By John O'Brien | Feb 28, 2011


ALBANY, N.Y. (Legal Newsline) - New York's highest court ruled earlier this month that insurance brokers did not have to tell their customers about incentive agreements they had with insurance companies.

The New York Court of Appeals reached that decision Feb. 17 in a case brought by former state Attorney General Eliot Spitzer against Wells Fargo. Former Attorney General Andrew Cuomo, now the governor, kept the case alive, and Eric Schneiderman succeeded him as attorney general this year.

Spitzer, who became governor but resigned during a prostitution scandal, alleged in 2006 that Acordia and parent company Wells Fargo were steering customers to companies that paid undisclosed kickbacks.

In a unanimous decision, the Court of Appeals said the State never alleged that Wells Fargo made misrepresentations about any such agreements and that any customer was harmed.

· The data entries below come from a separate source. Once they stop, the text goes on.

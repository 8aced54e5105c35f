//! Per-service drift bookkeeping.
//!
//! Decides, for each poll, whether the snapshot is a drift that should be
//! surfaced to the operator. Pure state: no I/O, no clock reads.

use std::time::Duration;

use tokio::time::Instant;
use tracing::debug;

use bigswitch_core::{Artifact, Artifacts, ChangeEvent};

/// Outcome of feeding one snapshot to a [`DriftTracker`].
#[derive(Debug, Clone, PartialEq, Eq)]
pub enum Verdict {
    /// Prod is not behind dev.
    InSync,
    /// Prod is behind, but this prod artifact was already reported.
    AlreadyNotified,
    /// Prod is behind and the drift is waiting out the warmup window.
    WarmingUp { remaining: Duration },
    /// Prod is behind and the operator should be asked.
    Notify(ChangeEvent),
}

/// A drift seen but not yet reported because warmup has not elapsed.
#[derive(Debug, Clone)]
struct PendingDrift {
    prod: Artifact,
    dev: Artifact,
    since: Instant,
}

/// Tracks what has already been reported for a single service.
#[derive(Debug)]
pub struct DriftTracker {
    service: String,
    /// How long a drift must persist before it is reported.
    warmup: Duration,
    /// Prod artifact of the most recent drift that produced an event.
    last_notified: Artifact,
    pending: Option<PendingDrift>,
}

impl DriftTracker {
    pub fn new(service: &str, warmup: Duration) -> Self {
        Self {
            service: service.to_string(),
            warmup,
            last_notified: Artifact::default(),
            pending: None,
        }
    }

    /// Classify a snapshot. Does not record a notification; call
    /// [`DriftTracker::mark_notified`] once the event has been handed off.
    pub fn observe(&mut self, artifacts: &Artifacts, now: Instant) -> Verdict {
        if !artifacts.is_prod_behind() {
            self.pending = None;
            return Verdict::InSync;
        }

        // Keyed on prod: dev moving on under the same stale prod is the
        // same unresolved drift.
        if self.last_notified == artifacts.prod {
            return Verdict::AlreadyNotified;
        }

        if self.warmup.is_zero() {
            return self.notify(artifacts);
        }

        match &self.pending {
            Some(p) if p.prod == artifacts.prod && p.dev == artifacts.dev => {
                let elapsed = now.saturating_duration_since(p.since);
                if elapsed >= self.warmup {
                    self.notify(artifacts)
                } else {
                    Verdict::WarmingUp {
                        remaining: self.warmup - elapsed,
                    }
                }
            }
            _ => {
                debug!(
                    service = %self.service,
                    dev = %artifacts.dev,
                    prod = %artifacts.prod,
                    warmup = ?self.warmup,
                    "drift seen, warming up"
                );
                self.pending = Some(PendingDrift {
                    prod: artifacts.prod.clone(),
                    dev: artifacts.dev.clone(),
                    since: now,
                });
                Verdict::WarmingUp {
                    remaining: self.warmup,
                }
            }
        }
    }

    /// Record that a drift with this prod artifact has been reported.
    pub fn mark_notified(&mut self, prod: &Artifact) {
        self.last_notified = prod.clone();
        self.pending = None;
    }

    pub fn last_notified(&self) -> &Artifact {
        &self.last_notified
    }

    fn notify(&self, artifacts: &Artifacts) -> Verdict {
        Verdict::Notify(ChangeEvent::new(
            self.service.as_str(),
            artifacts.dev.name.as_str(),
        ))
    }
}
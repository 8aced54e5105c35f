//! bigswitchd — the big-switch deploy button daemon.
//!
//! Assembles the appliance:
//! - Release-manager client (status + promotion)
//! - Drift watcher, one task per configured service
//! - Confirmation pipeline fed by the button
//! - Log-backed notifier standing in for the lamp and display
//!
//! # Usage
//!
//! ```text
//! bigswitchd start --config /etc/big-switch/big-switch.toml
//! kill -HUP $(pidof bigswitchd)   # press the button
//! ```

use std::path::PathBuf;

use clap::{Parser, Subcommand};

mod button;
mod commands;
mod notifier;
mod restart;

#[derive(Parser)]
#[command(
    name = "bigswitchd",
    about = "big-switch production deployer",
    version,
    propagate_version = true
)]
struct Cli {
    /// Turn on debug logging.
    #[arg(long, global = true)]
    debug: bool,

    /// Emit logs as JSON lines.
    #[arg(long, global = true)]
    log_json: bool,

    #[command(subcommand)]
    command: Command,
}

#[derive(Subcommand)]
enum Command {
    /// Start watching the configured services and wait for the button.
    Start {
        /// Path to the config file.
        #[arg(short, long, default_value = "big-switch.toml")]
        config: PathBuf,
    },
    /// Print the current dev/prod artifacts of every configured service.
    Status {
        #[arg(short, long, default_value = "big-switch.toml")]
        config: PathBuf,
    },
    /// Validate the config file and print what would be watched.
    CheckConfig {
        #[arg(short, long, default_value = "big-switch.toml")]
        config: PathBuf,
    },
}

#[tokio::main]
async fn main() -> anyhow::Result<()> {
    let cli = Cli::parse();
    init_tracing(cli.debug, cli.log_json)?;

    match cli.command {
        Command::Start { config } => commands::start::run(&config).await,
        Command::Status { config } => commands::status::run(&config).await,
        Command::CheckConfig { config } => commands::check::run(&config),
    }
}

fn init_tracing(debug: bool, json: bool) -> anyhow::Result<()> {
    let filter = if debug {
        tracing_subscriber::EnvFilter::new("debug")
    } else {
        tracing_subscriber::EnvFilter::try_from_default_env()
            .or_else(|_| "info,bigswitch=debug".parse())?
    };

    let builder = tracing_subscriber::fmt().with_env_filter(filter);
    if json {
        builder.json().init();
    } else {
        builder.init();
    }
    Ok(())
}
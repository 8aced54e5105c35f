//! bigswitch-release — HTTP adapter for the release manager.
//!
//! A single [`ReleaseClient`] serves both sides of the appliance:
//!
//! ```text
//! ReleaseClient
//!   ├── GET  {base}/status?service=..&namespace=..  → Artifacts   (StatusSource)
//!   └── POST {base}/release                          → promotion   (Promoter)
//! ```
//!
//! Every request opens a fresh HTTP/1.1 connection and carries the bearer
//! token and caller e-mail the release manager uses for auditing. Only
//! plain `http` base URLs are supported.

pub mod client;
pub mod promote;
pub mod status;

pub use client::ReleaseClient;
//! `GET /status` — current dev and prod artifacts of a service.

use http::Method;
use serde::Deserialize;
use tracing::debug;

use bigswitch_core::{Artifact, Artifacts, ReleaseResult};
use bigswitch_watch::StatusSource;

use crate::client::ReleaseClient;

#[derive(Debug, Deserialize)]
struct StatusPayload {
    #[serde(default)]
    environments: Vec<EnvironmentStatus>,
}

#[derive(Debug, Deserialize)]
struct EnvironmentStatus {
    name: String,
    #[serde(default)]
    tag: String,
    #[serde(default)]
    date: i64,
}

impl ReleaseClient {
    /// Fetch the artifacts deployed to `dev` and `prod` for `service`.
    pub async fn get_artifacts(
        &self,
        service: &str,
        namespace: Option<&str>,
    ) -> ReleaseResult<Artifacts> {
        let path = format!("{}?{}", self.path("status"), status_query(service, namespace));

        let body = self.send(Method::GET, &path, None).await?;
        let artifacts = parse_status(service, &body)?;
        debug!(%service, dev = %artifacts.dev, prod = %artifacts.prod, "fetched artifacts");
        Ok(artifacts)
    }
}

impl StatusSource for ReleaseClient {
    async fn artifacts(&self, service: &str, namespace: Option<&str>) -> ReleaseResult<Artifacts> {
        self.get_artifacts(service, namespace).await
    }
}

fn status_query(service: &str, namespace: Option<&str>) -> String {
    let mut query = form_urlencoded::Serializer::new(String::new());
    query.append_pair("service", service);
    if let Some(ns) = namespace.filter(|ns| !ns.is_empty()) {
        query.append_pair("namespace", ns);
    }
    query.finish()
}

fn parse_status(service: &str, body: &[u8]) -> ReleaseResult<Artifacts> {
    let payload: StatusPayload = serde_json::from_slice(body)?;

    let mut artifacts = Artifacts {
        service: service.to_string(),
        ..Default::default()
    };
    for env in payload.environments {
        let artifact = Artifact::new(env.tag, env.date);
        match env.name.as_str() {
            "dev" => artifacts.dev = artifact,
            "prod" => artifacts.prod = artifact,
            _ => {}
        }
    }
    Ok(artifacts)
}

#[cfg(test)]
mod tests {
    use super::*;
    use bigswitch_core::ReleaseError;

    #[test]
    fn query_encodes_values() {
        assert_eq!(status_query("some-service_1.0", None), "service=some-service_1.0");
        assert_eq!(
            status_query("a b&c=d/é", Some("prod")),
            "service=a+b%26c%3Dd%2F%C3%A9&namespace=prod"
        );
        assert_eq!(status_query("svc", Some("")), "service=svc");
    }

    const STATUS: &str = r#"{
  "defaultNamespaces": true,
  "environments": [
    {
      "name": "dev",
      "tag": "master-04169c5a19-a9c84eb8ff",
      "committer": "GitHub",
      "author": "Awesome dev 1",
      "date": 1674119917135
    },
    {
      "name": "staging",
      "tag": "ignored",
      "date": 1
    },
    {
      "name": "prod",
      "tag": "master-6831b4ba23-5876ec33b0",
      "committer": "GitHub",
      "date": 1674119916510
    }
  ]
}"#;

    #[test]
    fn parses_dev_and_prod() {
        let a = parse_status("some-service", STATUS.as_bytes()).unwrap();
        assert_eq!(a.service, "some-service");
        assert_eq!(a.dev, Artifact::new("master-04169c5a19-a9c84eb8ff", 1674119917135));
        assert_eq!(a.prod, Artifact::new("master-6831b4ba23-5876ec33b0", 1674119916510));
        assert!(a.is_prod_behind());
    }

    #[test]
    fn missing_prod_is_empty() {
        let body = r#"{"environments":[{"name":"dev","tag":"b","date":100}]}"#;
        let a = parse_status("svc", body.as_bytes()).unwrap();
        assert!(a.prod.is_empty());
        assert!(!a.is_prod_behind());
    }

    #[test]
    fn malformed_body_is_decode_error() {
        let err = parse_status("svc", b"<html>oops</html>").unwrap_err();
        assert!(matches!(err, ReleaseError::Decode(_)));
    }
}
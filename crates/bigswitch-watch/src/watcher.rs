//! Drift watcher — one background polling task per watched service.
//!
//! Every task shares the same bounded change channel. Sends never block:
//! when the pipeline is busy and the buffer is full the event is dropped
//! and retried on the next poll.

use std::sync::Arc;
use std::time::Duration;

use tokio::sync::mpsc::{self, error::TrySendError};
use tokio::task::JoinHandle;
use tokio::time::{Instant, MissedTickBehavior};
use tracing::{debug, info, warn};

use bigswitch_core::config::MAX_DURATION;
use bigswitch_core::{ChangeEvent, Shutdown};

use crate::error::WatchError;
use crate::source::StatusSource;
use crate::tracker::{DriftTracker, Verdict};

/// Pending change events the channel holds before producers start dropping.
pub const DEFAULT_CHANGE_BUFFER: usize = 10;

/// What to watch and how often.
#[derive(Debug, Clone, PartialEq, Eq)]
pub struct WatchSpec {
    pub service: String,
    pub namespace: Option<String>,
    pub polling_interval: Duration,
    /// How long a drift must persist before it is reported. Zero disables.
    pub warmup: Duration,
}

impl WatchSpec {
    pub fn new(service: &str, polling_interval: Duration) -> Self {
        Self {
            service: service.to_string(),
            namespace: None,
            polling_interval,
            warmup: Duration::ZERO,
        }
    }

    pub fn with_namespace(mut self, namespace: Option<&str>) -> Self {
        self.namespace = namespace.filter(|ns| !ns.is_empty()).map(str::to_string);
        self
    }

    pub fn with_warmup(mut self, warmup: Duration) -> Self {
        self.warmup = warmup;
        self
    }

    fn validate(&self) -> Result<(), WatchError> {
        if self.service.trim().is_empty() {
            return Err(WatchError::EmptyService);
        }
        if self.polling_interval.is_zero() || self.polling_interval > MAX_DURATION {
            return Err(WatchError::InvalidInterval(self.polling_interval));
        }
        Ok(())
    }
}

struct WatchSlot {
    service: String,
    handle: JoinHandle<()>,
}

/// Watches services for prod falling behind dev.
pub struct DriftWatcher<S> {
    source: Arc<S>,
    /// Template sender cloned into each task. `None` once closed.
    changes: Option<mpsc::Sender<ChangeEvent>>,
    shutdown: Shutdown,
    watches: Vec<WatchSlot>,
}

impl<S: StatusSource> DriftWatcher<S> {
    /// Create a watcher and the receiving end of its change channel.
    pub fn new(source: S, shutdown: Shutdown) -> (Self, mpsc::Receiver<ChangeEvent>) {
        Self::with_capacity(source, shutdown, DEFAULT_CHANGE_BUFFER)
    }

    pub fn with_capacity(
        source: S,
        shutdown: Shutdown,
        capacity: usize,
    ) -> (Self, mpsc::Receiver<ChangeEvent>) {
        debug!(capacity, "initializing drift watcher");
        let (tx, rx) = mpsc::channel(capacity.max(1));
        let watcher = Self {
            source: Arc::new(source),
            changes: Some(tx),
            shutdown,
            watches: Vec::new(),
        };
        (watcher, rx)
    }

    /// Start watching `service` every `polling_interval`.
    pub fn add_watch(
        &mut self,
        service: &str,
        namespace: Option<&str>,
        polling_interval: Duration,
    ) -> Result<(), WatchError> {
        self.watch(WatchSpec::new(service, polling_interval).with_namespace(namespace))
    }

    /// Start a watch described by `spec`.
    pub fn watch(&mut self, spec: WatchSpec) -> Result<(), WatchError> {
        spec.validate()?;
        if self.shutdown.is_fired() {
            return Err(WatchError::Closed);
        }
        let changes = self.changes.clone().ok_or(WatchError::Closed)?;
        if self.is_watching(&spec.service) {
            return Err(WatchError::AlreadyWatched(spec.service));
        }

        let service = spec.service.clone();
        let source = Arc::clone(&self.source);
        let shutdown = self.shutdown.clone();
        let handle = tokio::spawn(async move {
            run_watch_loop(source, spec, changes, shutdown).await;
        });

        self.watches.push(WatchSlot { service, handle });
        Ok(())
    }

    /// Services with a watch task that has not exited yet.
    pub fn active_watches(&self) -> Vec<String> {
        self.watches
            .iter()
            .filter(|w| !w.handle.is_finished())
            .map(|w| w.service.clone())
            .collect()
    }

    pub fn is_watching(&self, service: &str) -> bool {
        self.watches
            .iter()
            .any(|w| w.service == service && !w.handle.is_finished())
    }

    /// Wait for every watch task to exit after the shutdown signal fired.
    pub async fn join(mut self) {
        self.changes = None;
        for slot in std::mem::take(&mut self.watches) {
            if let Err(e) = slot.handle.await {
                warn!(service = %slot.service, error = %e, "watch task ended abnormally");
            }
        }
    }
}

impl<S> DriftWatcher<S> {
    /// Stop every watch and release this handle's side of the channel.
    ///
    /// Safe to call repeatedly. The receiver sees the channel close once.
    pub fn close(&mut self) {
        if self.changes.take().is_some() {
            debug!("closing drift watcher");
        }
        for slot in self.watches.drain(..) {
            slot.handle.abort();
            debug!(service = %slot.service, "watch stopped");
        }
    }
}

impl<S> Drop for DriftWatcher<S> {
    fn drop(&mut self) {
        self.close();
    }
}

/// The polling loop for a single service.
async fn run_watch_loop<S: StatusSource>(
    source: Arc<S>,
    spec: WatchSpec,
    changes: mpsc::Sender<ChangeEvent>,
    mut shutdown: Shutdown,
) {
    let service = spec.service.as_str();
    let namespace = spec.namespace.as_deref();
    let mut tracker = DriftTracker::new(service, spec.warmup);

    // First poll one interval after start, like a ticker.
    let mut ticker = tokio::time::interval_at(
        Instant::now() + spec.polling_interval,
        spec.polling_interval,
    );
    ticker.set_missed_tick_behavior(MissedTickBehavior::Delay);

    info!(%service, namespace = ?namespace, interval = ?spec.polling_interval, "starting watch");

    loop {
        tokio::select! {
            _ = ticker.tick() => {}
            _ = shutdown.wait() => break,
        }

        let result = tokio::select! {
            result = source.artifacts(service, namespace) => result,
            _ = shutdown.wait() => break,
        };

        let artifacts = match result {
            Ok(a) => a,
            Err(e) => {
                warn!(%service, error = %e, "error when watching service");
                continue;
            }
        };

        match tracker.observe(&artifacts, Instant::now()) {
            Verdict::InSync => {
                debug!(%service, dev = %artifacts.dev, prod = %artifacts.prod, "prod not behind dev");
            }
            Verdict::AlreadyNotified => {
                debug!(%service, prod = %artifacts.prod, "drift already reported, skipping");
            }
            Verdict::WarmingUp { remaining } => {
                debug!(%service, remaining = ?remaining, "drift warming up");
            }
            Verdict::Notify(event) => match changes.try_send(event) {
                Ok(()) => {
                    tracker.mark_notified(&artifacts.prod);
                    info!(
                        %service,
                        prod = %artifacts.prod.name,
                        dev = %artifacts.dev.name,
                        "sending event for possible promotion"
                    );
                }
                Err(TrySendError::Full(_)) => {
                    warn!(%service, "change buffer full, retrying on next poll");
                }
                Err(TrySendError::Closed(_)) => {
                    info!(%service, "change listener gone");
                    break;
                }
            },
        }
    }

    info!(%service, "stopping watch");
}
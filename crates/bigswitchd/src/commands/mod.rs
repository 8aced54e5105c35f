pub mod check;
pub mod start;
pub mod status;

use std::path::Path;

use anyhow::{Context, Result};
use bigswitch_core::Config;

/// Load and validate the config file, naming the path on failure.
pub fn load_config(path: &Path) -> Result<Config> {
    Config::from_file(path).with_context(|| format!("loading config {}", path.display()))
}
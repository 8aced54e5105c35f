//! Where the watcher gets its artifact snapshots from.

use std::future::Future;

use bigswitch_core::{Artifacts, ReleaseResult};

/// Reports the current `dev` and `prod` artifacts of a service.
///
/// Implemented over HTTP by `bigswitch-release`; tests script it directly.
pub trait StatusSource: Send + Sync + 'static {
    fn artifacts(
        &self,
        service: &str,
        namespace: Option<&str>,
    ) -> impl Future<Output = ReleaseResult<Artifacts>> + Send;
}
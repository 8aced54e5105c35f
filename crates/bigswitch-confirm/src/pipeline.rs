//! Confirmation pipeline — drives the alert/confirm/promote state machine.

use std::time::Duration;

use tokio::sync::{mpsc, watch};
use tracing::{debug, info, warn};

use bigswitch_core::config::{DEFAULT_ALERT_DURATION, DEFAULT_FAILURE_COOLDOWN};
use bigswitch_core::{ChangeEvent, Shutdown};

use crate::notifier::Notifier;
use crate::promoter::Promoter;

/// Where the pipeline currently is.
#[derive(Debug, Clone, PartialEq, Eq)]
pub enum PipelineState {
    /// Waiting for the next change event.
    Idle,
    /// Alert is showing; waiting for the button or the deadline.
    AwaitingConfirmation { service: String, artifact: String },
    /// Confirmed; the promotion call is in flight.
    Promoting { service: String, artifact: String },
    /// `run` has returned.
    Stopped,
}

/// Timing knobs for the pipeline.
#[derive(Debug, Clone, Copy, PartialEq, Eq)]
pub struct PipelineSettings {
    /// How long an alert waits for confirmation.
    pub alert_duration: Duration,
    /// Pause after a failed promotion before going idle again.
    pub failure_cooldown: Duration,
}

impl Default for PipelineSettings {
    fn default() -> Self {
        Self {
            alert_duration: DEFAULT_ALERT_DURATION,
            failure_cooldown: DEFAULT_FAILURE_COOLDOWN,
        }
    }
}

/// Counters reported when the pipeline stops.
#[derive(Debug, Clone, Copy, Default, PartialEq, Eq)]
pub struct PipelineStats {
    pub alerts: u64,
    pub promotions: u64,
    pub failures: u64,
    pub declined: u64,
    pub timeouts: u64,
}

/// How a single confirmation cycle ended.
enum Cycle {
    Done,
    Shutdown,
}

pub struct ConfirmationPipeline<N, P> {
    notifier: N,
    promoter: P,
    settings: PipelineSettings,
    shutdown: Shutdown,
    state: watch::Sender<PipelineState>,
    stats: PipelineStats,
}

impl<N: Notifier, P: Promoter> ConfirmationPipeline<N, P> {
    pub fn new(notifier: N, promoter: P, settings: PipelineSettings, shutdown: Shutdown) -> Self {
        let (state, _) = watch::channel(PipelineState::Idle);
        Self {
            notifier,
            promoter,
            settings,
            shutdown,
            state,
            stats: PipelineStats::default(),
        }
    }

    /// Observe state transitions.
    pub fn subscribe_state(&self) -> watch::Receiver<PipelineState> {
        self.state.subscribe()
    }

    /// Process change events until shutdown or until the change channel closes.
    pub async fn run(
        mut self,
        mut changes: mpsc::Receiver<ChangeEvent>,
        mut confirmations: mpsc::Receiver<bool>,
    ) -> PipelineStats {
        let mut confirm_open = true;
        info!(
            alert_duration = ?self.settings.alert_duration,
            failure_cooldown = ?self.settings.failure_cooldown,
            "confirmation pipeline started"
        );

        loop {
            let event = tokio::select! {
                biased;
                _ = self.shutdown.wait() => break,
                event = changes.recv() => match event {
                    Some(event) => event,
                    None => {
                        info!("change channel closed");
                        break;
                    }
                },
                press = confirmations.recv(), if confirm_open => {
                    match press {
                        Some(value) => debug!(confirmed = value, "ignoring confirmation while idle"),
                        None => {
                            warn!("confirm source closed");
                            confirm_open = false;
                        }
                    }
                    continue;
                }
            };

            match self.confirm(event, &mut confirmations, &mut confirm_open).await {
                Cycle::Done => self.set_state(PipelineState::Idle),
                Cycle::Shutdown => break,
            }
        }

        self.set_state(PipelineState::Stopped);
        info!(
            alerts = self.stats.alerts,
            promotions = self.stats.promotions,
            failures = self.stats.failures,
            "confirmation pipeline stopped"
        );
        self.stats
    }

    /// One full cycle: alert, wait, maybe promote, reset.
    async fn confirm(
        &mut self,
        event: ChangeEvent,
        confirmations: &mut mpsc::Receiver<bool>,
        confirm_open: &mut bool,
    ) -> Cycle {
        let ChangeEvent { service, artifact } = event;

        // Presses buffered before the alert belong to no event.
        loop {
            match confirmations.try_recv() {
                Ok(value) => debug!(confirmed = value, "discarding stale confirmation"),
                Err(mpsc::error::TryRecvError::Empty) => break,
                Err(mpsc::error::TryRecvError::Disconnected) => {
                    *confirm_open = false;
                    break;
                }
            }
        }

        info!(%service, %artifact, "service changed, waiting for confirmation");
        self.set_state(PipelineState::AwaitingConfirmation {
            service: service.clone(),
            artifact: artifact.clone(),
        });
        self.notifier.alert(&service);
        self.stats.alerts += 1;

        // `sleep` saturates oversized windows.
        let deadline = tokio::time::sleep(self.settings.alert_duration);

        // The deadline is polled before the button so a press landing on
        // the deadline counts as late.
        let confirmed = tokio::select! {
            biased;
            _ = self.shutdown.wait() => {
                debug!(%service, "shutdown while awaiting confirmation");
                self.notifier.reset();
                return Cycle::Shutdown;
            }
            _ = deadline => {
                info!(%service, "confirmation timed out");
                self.stats.timeouts += 1;
                false
            }
            press = confirmations.recv(), if *confirm_open => match press {
                Some(true) => true,
                Some(false) => {
                    info!(%service, "promotion declined");
                    self.stats.declined += 1;
                    false
                }
                None => {
                    warn!(%service, "confirm source closed while awaiting confirmation");
                    *confirm_open = false;
                    false
                }
            },
        };

        if !confirmed {
            self.notifier.reset();
            return Cycle::Done;
        }

        info!(%service, %artifact, "promoting to production");
        self.set_state(PipelineState::Promoting {
            service: service.clone(),
            artifact: artifact.clone(),
        });

        let result = tokio::select! {
            biased;
            _ = self.shutdown.wait() => {
                warn!(%service, %artifact, "shutdown while promoting, outcome unknown");
                self.notifier.reset();
                return Cycle::Shutdown;
            }
            result = self.promoter.promote(&service, &artifact) => result,
        };

        match result {
            Ok(()) => {
                info!(%service, %artifact, "promotion triggered");
                self.stats.promotions += 1;
                self.notifier.success();
            }
            Err(e) => {
                warn!(%service, %artifact, error = %e, "unable to trigger promotion");
                self.stats.failures += 1;
                self.notifier.failure();

                tokio::select! {
                    biased;
                    _ = self.shutdown.wait() => {
                        self.notifier.reset();
                        return Cycle::Shutdown;
                    }
                    _ = tokio::time::sleep(self.settings.failure_cooldown) => {}
                }
            }
        }

        self.notifier.reset();
        Cycle::Done
    }

    fn set_state(&self, next: PipelineState) {
        let prev = self.state.send_replace(next.clone());
        if prev != next {
            debug!(from = ?prev, to = ?next, "pipeline transition");
        }
    }
}
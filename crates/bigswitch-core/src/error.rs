//! Error types for big-switch.

use thiserror::Error;

/// Result type alias for config loading.
pub type ConfigResult<T> = Result<T, ConfigError>;

/// Result type alias for release-manager calls.
pub type ReleaseResult<T> = Result<T, ReleaseError>;

/// Errors raised while loading or validating `big-switch.toml`.
#[derive(Debug, Error)]
pub enum ConfigError {
    #[error("failed to read config: {0}")]
    Read(#[from] std::io::Error),

    #[error("failed to parse config: {0}")]
    Parse(#[from] toml::de::Error),

    #[error("missing required field: {0}")]
    Missing(&'static str),

    #[error("invalid duration for {field}: {value:?}")]
    Duration { field: String, value: String },

    #[error("invalid service entry {index}: {reason}")]
    Service { index: usize, reason: String },

    #[error("invalid restart_cron {value:?}: {reason}")]
    Cron { value: String, reason: String },
}

/// Errors raised by the release-manager adapters.
///
/// The watcher treats every variant as transient; the pipeline treats every
/// variant as a failed promotion.
#[derive(Debug, Error)]
pub enum ReleaseError {
    #[error("invalid release manager url: {0}")]
    InvalidUrl(String),

    #[error("unsupported url scheme: {0}")]
    UnsupportedScheme(String),

    #[error("connection failed: {0}")]
    Connect(String),

    #[error("request failed: {0}")]
    Request(String),

    #[error("request timed out after {0:?}")]
    Timeout(std::time::Duration),

    #[error("unexpected status {status}: {body}")]
    Status { status: u16, body: String },

    #[error("malformed response: {0}")]
    Decode(#[from] serde_json::Error),
}
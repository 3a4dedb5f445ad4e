//! # trinomial_engine: Path Sampling for the Trinomial Random Walk
//!
//! ## Layer 3 Role
//!
//! trinomial_engine turns the probability model of `trinomial_core` into
//! simulated trajectories and the figures derived from them:
//! - Seeded or entropy-backed random number generation (`rng`)
//! - Bulk Monte Carlo path sampling with a reusable workspace (`mc`)
//! - Terminal KPIs, histograms and convergence checks (`analysis`)
//!
//! Errors are reported as `trinomial_core::WalkError`; sampling emits
//! `tracing` events at debug level.
//!
//! ## Usage Examples
//!
//! ```rust
//! use trinomial_engine::{generate_paths, theoretical_stats};
//!
//! let probs = [0.25, 0.5, 0.25];
//! let paths = generate_paths(30, probs, 2000).unwrap();
//! let stats = theoretical_stats(30, probs).unwrap();
//!
//! assert_eq!(paths.shape(), (2000, 31));
//! assert!(paths.rows().all(|row| row[0] == 0.0));
//! assert!((stats.sigma_total() - 15.0_f64.sqrt()).abs() < 1e-12);
//! ```
//!
//! ## Feature Flags
//!
//! - `serde`: Serialisation for `PathMatrix`, `SimulationConfig` and the
//!   analysis results

#![deny(missing_docs)]
#![deny(rustdoc::broken_intra_doc_links)]
#![deny(rustdoc::private_intra_doc_links)]

pub mod analysis;
pub mod mc;
pub mod rng;

pub use analysis::MonteCarloAnalysis;
pub use mc::{generate_paths, PathMatrix, PathSampler, SimulationConfig};
pub use trinomial_core::{theoretical_stats, ProbabilityTriple, TheoreticalStats, WalkError};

"There is no allegation that any customer was persuaded to buy inferior, or overpriced, insurance in order to help Wells Fargo earn its incentives," Judge Robert Smith wrote.

Spitzer said Wells Fargo was funneling its retail banking clients to Acordia for advice about insurance coverage, and that Acordia would steer the business to The Hartford. The Hartford would then pay Acordia, he said.

Smith wrote that Spitzer's complaint essentially alleged a claim for breach of fiduciary of duty.

"In the absence of an allegation that Wells Fargo misrepresented any fact to its customers, or that it did anything to cause actual injury to the customers' interests, the case rests on the rule that one acting as a fiduciary in a particular transaction may not receive, in connection with that transaction, undisclosed compensation from persons with whom the principal's interests may be in conflict," Smith wrote.

"The rule is a sound one in general, but we conclude that it does not apply here."

Several Appellate Division cases recognize the complexity of an insurance broker's role and hold that they do not have to disclose contractual arrangements made with insurers, the ruling says. It says the non-disclosure may be a bad business practice but it is prohibited by new regulations within the Insurance Department.

However, Wells Fargo's alleged actions occurred before that rule was in effect.

"A regulation, prospective in effect, is a much better way of ending a questionable but common practice than what the Attorney General asks us to do here: In substance to outlaw the practice retroactively by creating a new common law rule," the ruling says.